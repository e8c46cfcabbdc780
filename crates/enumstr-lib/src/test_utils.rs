//! Reference declarations shared by tests.

use enumstr_core::{EnumDecl, IntRepr};

use crate::analyze::{NameOptions, analyze};
use crate::plan::SelectionPolicy;
use crate::table::NameTable;

/// Contiguous, zero-based.
pub fn day() -> EnumDecl {
    EnumDecl::new("Day", IntRepr::I64)
        .constant("Monday", 0)
        .constant("Tuesday", 1)
        .constant("Wednesday", 2)
        .constant("Thursday", 3)
        .constant("Friday", 4)
        .constant("Saturday", 5)
        .constant("Sunday", 6)
}

/// Starts at 1, with a duplicate of `One` declared last.
pub fn number() -> EnumDecl {
    EnumDecl::new("Number", IntRepr::I64)
        .constant("One", 1)
        .constant("Two", 2)
        .constant("Three", 3)
        .constant("AnotherOne", 1)
}

/// Three blocks: `[2,3]`, `[5,9]`, `{11}`.
pub fn gap() -> EnumDecl {
    EnumDecl::new("Gap", IntRepr::I64)
        .constant("Two", 2)
        .constant("Three", 3)
        .constant("Five", 5)
        .constant("Six", 6)
        .constant("Seven", 7)
        .constant("Eight", 8)
        .constant("Nine", 9)
        .constant("Eleven", 11)
}

/// Signed, spanning zero.
pub fn num() -> EnumDecl {
    EnumDecl::new("Num", IntRepr::I64)
        .constant("m_2", -2)
        .constant("m_1", -1)
        .constant("m0", 0)
        .constant("m1", 1)
        .constant("m2", 2)
}

/// Unsigned, one block near the top of `u8` declared before one at zero.
pub fn unum() -> EnumDecl {
    EnumDecl::new("Unum", IntRepr::U8)
        .constant("m_2", 253)
        .constant("m_1", 254)
        .constant("m0", 0)
        .constant("m1", 1)
        .constant("m2", 2)
}

/// Irregular spacing, with `p77` duplicating `p7`.
pub fn prime() -> EnumDecl {
    EnumDecl::new("Prime", IntRepr::I64)
        .constant("p2", 2)
        .constant("p3", 3)
        .constant("p5", 5)
        .constant("p7", 7)
        .constant("p77", 7)
        .constant("p11", 11)
        .constant("p13", 13)
        .constant("p17", 17)
        .constant("p19", 19)
        .constant("p23", 23)
        .constant("p29", 29)
        .constant("p37", 31)
        .constant("p41", 41)
        .constant("p43", 43)
}

/// Analyze with default naming and policy.
pub fn build(decl: &EnumDecl) -> NameTable {
    analyze(decl, &NameOptions::default(), &SelectionPolicy::default())
        .expect("reference declaration must analyze")
}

*Task to carry out:*
Restate the whole listing exactly, leaving out nothing.

*Exercise answer:*
repository e8c46cfcabbdc780
filename crates/enumstr-lib/src/test_utils.rs
//! Reference declarations shared by tests.

use enumstr_core::{EnumDecl, IntRepr};

use crate::analyze::{NameOptions, analyze};
use crate::plan::SelectionPolicy;
use crate::table::NameTable;

/// Contiguous, zero-based.
pub fn day() -> EnumDecl {
    EnumDecl::new("Day", IntRepr::I64)
        .constant("Monday", 0)
        .constant("Tuesday", 1)
        .constant("Wednesday", 2)
        .constant("Thursday", 3)
        .constant("Friday", 4)
        .constant("Saturday", 5)
        .constant("Sunday", 6)
}

/// Starts at 1, with a duplicate of `One` declared last.
pub fn number() -> EnumDecl {
    EnumDecl::new("Number", IntRepr::I64)
        .constant("One", 1)
        .constant("Two", 2)
        .constant("Three", 3)
        .constant("AnotherOne", 1)
}

/// Three blocks: `[2,3]`, `[5,9]`, `{11}`.
pub fn gap() -> EnumDecl {
    EnumDecl::new("Gap", IntRepr::I64)
        .constant("Two", 2)
        .constant("Three", 3)
        .constant("Five", 5)
        .constant("Six", 6)
        .constant("Seven", 7)
        .constant("Eight", 8)
        .constant("Nine", 9)
        .constant("Eleven", 11)
}

/// Signed, spanning zero.
pub fn num() -> EnumDecl {
    EnumDecl::new("Num", IntRepr::I64)
        .constant("m_2", -2)
        .constant("m_1", -1)
        .constant("m0", 0)
        .constant("m1", 1)
        .constant("m2", 2)
}

/// Unsigned, one block near the top of `u8` declared before one at zero.
pub fn unum() -> EnumDecl {
    EnumDecl::new("Unum", IntRepr::U8)
        .constant("m_2", 253)
        .constant("m_1", 254)
        .constant("m0", 0)
        .constant("m1", 1)
        .constant("m2", 2)
}

/// Irregular spacing, with `p77` duplicating `p7`.
pub fn prime() -> EnumDecl {
    EnumDecl::new("Prime", IntRepr::I64)
        .constant("p2", 2)
        .constant("p3", 3)
        .constant("p5", 5)
        .constant("p7", 7)
        .constant("p77", 7)
        .constant("p11", 11)
        .constant("p13", 13)
        .constant("p17", 17)
        .constant("p19", 19)
        .constant("p23", 23)
        .constant("p29", 29)
        .constant("p37", 31)
        .constant("p41", 41)
        .constant("p43", 43)
}

/// Analyze with default naming and policy.
pub fn build(decl: &EnumDecl) -> NameTable {
    analyze(decl, &NameOptions::default(), &SelectionPolicy::default())
        .expect("reference declaration must analyze")
}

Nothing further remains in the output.